Ganz bei Trost


Ganz bei Trost

Eine Frage der Wahrheit

Neulich sprachen wir bei mir zuhause darüber, welche bewegenden Momente wir mit Gott schon erlebt haben. Oder anders gesagt: Was hat Dich schon mal so richtig geflasht?

Da erinnert sich die Frau an meiner Seite an eine Geschichte zum Thema Vergebung, die sie immer wieder berührt. Vielleicht kennt ihr sie.

Nach etlichen Jahren im Knast kommt für den jungen Mann der Tag seiner Entlassung immer näher. Es war damals einiges schief gelaufen. Er hat sich damals für diese Sache geschämt, der Kontakt war danach eher spärlich, was besonders an ihm lag.

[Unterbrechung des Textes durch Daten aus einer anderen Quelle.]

//! `rollcall-watch` -- headless live attendance view.
//!
//! Connects to the admin backend's REST API and event stream, follows
//! the latest (or previous) round and logs a one-line summary every time
//! the reconciled state changes.
//!
//! # Environment variables
//!
//! | Variable                | Required | Default                 | Description                     |
//! |-------------------------|----------|-------------------------|---------------------------------|
//! | `API_BASE_URL`          | no       | `http://localhost:3500` | REST base URL                   |
//! | `STREAM_URL`            | no       | `API_BASE_URL`          | Socket.IO base URL              |
//! | `VIEW_MODE`             | no       | `latest`                | `latest` or `previous`          |
//! | `REQUEST_TIMEOUT_SECS`  | no       | `20`                    | HTTP timeout                    |
//! | `REFRESH_INTERVAL_SECS` | no       | off                     | Seconds between forced resyncs  |

use std::sync::Arc;

use rollcall_client::api::AdminApi;
use rollcall_client::client::StreamClient;
use rollcall_client::reconnect::ReconnectConfig;
use rollcall_client::stream::EventStream;
use rollcall_live::config::WatchConfig;
use rollcall_live::view::{LiveState, LiveView};
use tokio::sync::watch;
use tokio_util::sync::CancellationToken;
use tracing_subscriber::{layer::SubscriberExt, util::SubscriberInitExt};

#[tokio::main]
async fn main() -> anyhow::Result<()> {
    dotenvy::dotenv().ok();

    tracing_subscriber::registry()
        .with(
            tracing_subscriber::EnvFilter::try_from_default_env()
                .unwrap_or_else(|_| "rollcall_live=info,rollcall_client=info".into()),
        )
        .with(tracing_subscriber::fmt::layer())
        .init();

    let config = WatchConfig::from_env()?;

    tracing::info!(
        api = %config.api_base_url,
        stream = %config.stream_url,
        mode = config.view_mode.as_str(),
        "Starting rollcall-watch",
    );

    let api = Arc::new(AdminApi::new(&config.api_base_url, config.request_timeout)?);
    let (stream, events) = EventStream::start(
        StreamClient::new(config.stream_url.clone()),
        ReconnectConfig::default(),
    );
    let stream = Arc::new(stream);
    stream.join_dashboards();

    let mut view = LiveView::new(config.view_mode, api, Arc::clone(&stream));
    let summary = tokio::spawn(log_summaries(view.subscribe()));
    // Load over REST without waiting for the stream to open.
    view.discover();

    let cancel = CancellationToken::new();
    let ctrl_c = cancel.clone();
    tokio::spawn(async move {
        if tokio::signal::ctrl_c().await.is_ok() {
            tracing::info!("Received Ctrl+C");
        }
        ctrl_c.cancel();
    });

    view.run(events, config.refresh_interval, cancel).await;
    let _ = summary.await;

    match Arc::try_unwrap(stream) {
        Ok(stream) => stream.shutdown().await,
        Err(_) => tracing::warn!("Event stream still referenced at exit"),
    }

    tracing::info!("rollcall-watch stopped");
    Ok(())
}

/// Log one line per published state until the view goes away.
async fn log_summaries(mut rx: watch::Receiver<LiveState>) {
    while rx.changed().await.is_ok() {
        let state = rx.borrow_and_update().clone();
        let link = format!("{:?}", state.link);

        match &state.snapshot {
            Some(snapshot) => {
                let counts = &snapshot.counts;
                tracing::info!(
                    shift_id = snapshot.shift_id(),
                    shift = %snapshot.meta.shift_name,
                    round = snapshot.counted_round().number(),
                    users = snapshot.rows.len(),
                    success = counts.success,
                    pending = counts.pending,
                    late = counts.late,
                    absent = counts.absent,
                    link = %link,
                    stream_open = state.link.is_open(),
                    loading = state.loading,
                    error = state.error.as_deref().unwrap_or("-"),
                    "Attendance",
                );
            }
            None => {
                tracing::info!(
                    shift_id = state.active_shift.as_deref().unwrap_or("-"),
                    link = %link,
                    stream_open = state.link.is_open(),
                    loading = state.loading,
                    error = state.error.as_deref().unwrap_or("-"),
                    "No snapshot held",
                );
            }
        }
    }
}
//! Live attendance views.
//!
//! [`view::LiveView`] holds one shift's attendance snapshot, patches it
//! from push events and resyncs it on round changes and reconnects.
//! [`reconciler::Reconciler`] is the synchronous state machine underneath;
//! [`source`] defines the seams to the REST API and the event stream.

pub mod config;
pub mod reconciler;
pub mod source;
pub mod view;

Der Tag der Entlassung kam näher und damit die Frage: Wo soll ich jetzt eigentlich hin? Schließlich nahm er all seinen Mut zusammen und schreibt an seine Eltern. Ich kann mir gut vorstellen, dass ihr mich nach diesen Jahren nicht mehr wiedersehen wollt. Das würde ich voll verstehen. Was soll ich machen? Ich nehme wie früher den 14-Uhr-Zug, der direkt hinter unserem Haus vorbei führt. Wenn ich wieder nach Hause kommen darf, dann soll mein Vater ein weißes Band in den Obstbaum direkt an der Bahnstrecke binden. Dann steige ich an der nächsten Haltestelle aus. Ansonsten fahre ich weiter und kann nicht mehr zurückkehren.

Nervös sitzt der junge Mann im Zugabteil. Wie oft ist er diese Strecke schon gefahren. Gleich kommt die kurze Unterführung, dann die leichte Kurve mit der Steigung. Dann das Haus seiner Eltern.

Als er sich endlich traut aus dem Fenster zu schauen, sieht er in der Ferne etwas Weißes. Beim Näherkommen ist es der alte Obstbaum und der ist über und über mit weißen Bändern behängt.

Meine persönliche Erfahrung ist, dass Menschen sich schämen, für das, was sie getan haben. Manche Menschen verurteilen sich sogar für Dinge in der Vergangenheit, die sie damals vielleicht in bestem Wissen und Gewissen so getan haben. Scham ist ein sehr starkes Gefühl, häufig auch aus unserer Erziehung resultierend. In der Regel erlebt man sich dann so, wie man ist, als nicht okay. Wir betreten mit der Frage, „Bin ich okay?“  fast sogar einen Hochrisikobereich des Lebens. Wie oft wurden Person und Sache miteinander verknüpft – auch wenn es völlig daneben war?  Ohne die Erfahrung der Annahme wird manchmal die Selbstannahme schwierig. Dann sehe ich mich mit den Augen anderer, die vermeintlich unzufrieden mit mir sind.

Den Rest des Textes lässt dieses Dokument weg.